- PROBLEM DESCRIPTION
In your reply, reproduce the lines from the first one below to the line containing "let rt = tokio::runtime::Builder::new_multi_thread()", inclusive, exactly as they stand.

╭──

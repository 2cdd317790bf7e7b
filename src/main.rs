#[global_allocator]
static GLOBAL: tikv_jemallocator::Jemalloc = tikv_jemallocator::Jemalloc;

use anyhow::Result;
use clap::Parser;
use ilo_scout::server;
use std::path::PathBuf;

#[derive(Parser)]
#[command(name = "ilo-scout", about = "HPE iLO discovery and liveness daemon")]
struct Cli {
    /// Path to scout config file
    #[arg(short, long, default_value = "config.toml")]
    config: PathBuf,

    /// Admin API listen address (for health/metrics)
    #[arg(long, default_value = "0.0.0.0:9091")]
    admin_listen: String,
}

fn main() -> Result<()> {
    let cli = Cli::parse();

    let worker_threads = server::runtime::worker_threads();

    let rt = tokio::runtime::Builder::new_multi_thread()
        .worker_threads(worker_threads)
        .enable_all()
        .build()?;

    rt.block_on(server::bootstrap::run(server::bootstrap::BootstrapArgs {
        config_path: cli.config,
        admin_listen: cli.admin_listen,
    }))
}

╰──

- COMPLETED TASK
repository 2cdd317790bf7e7b
filename src/main.rs
#[global_allocator]
static GLOBAL: tikv_jemallocator::Jemalloc = tikv_jemallocator::Jemalloc;

use anyhow::Result;
use clap::Parser;
use ilo_scout::server;
use std::path::PathBuf;

#[derive(Parser)]
#[command(name = "ilo-scout", about = "HPE iLO discovery and liveness daemon")]
struct Cli {
    /// Path to scout config file
    #[arg(short, long, default_value = "config.toml")]
    config: PathBuf,

    /// Admin API listen address (for health/metrics)
    #[arg(long, default_value = "0.0.0.0:9091")]
    admin_listen: String,
}

fn main() -> Result<()> {
    let cli = Cli::parse();

    let worker_threads = server::runtime::worker_threads();

    let rt = tokio::runtime::Builder::new_multi_thread()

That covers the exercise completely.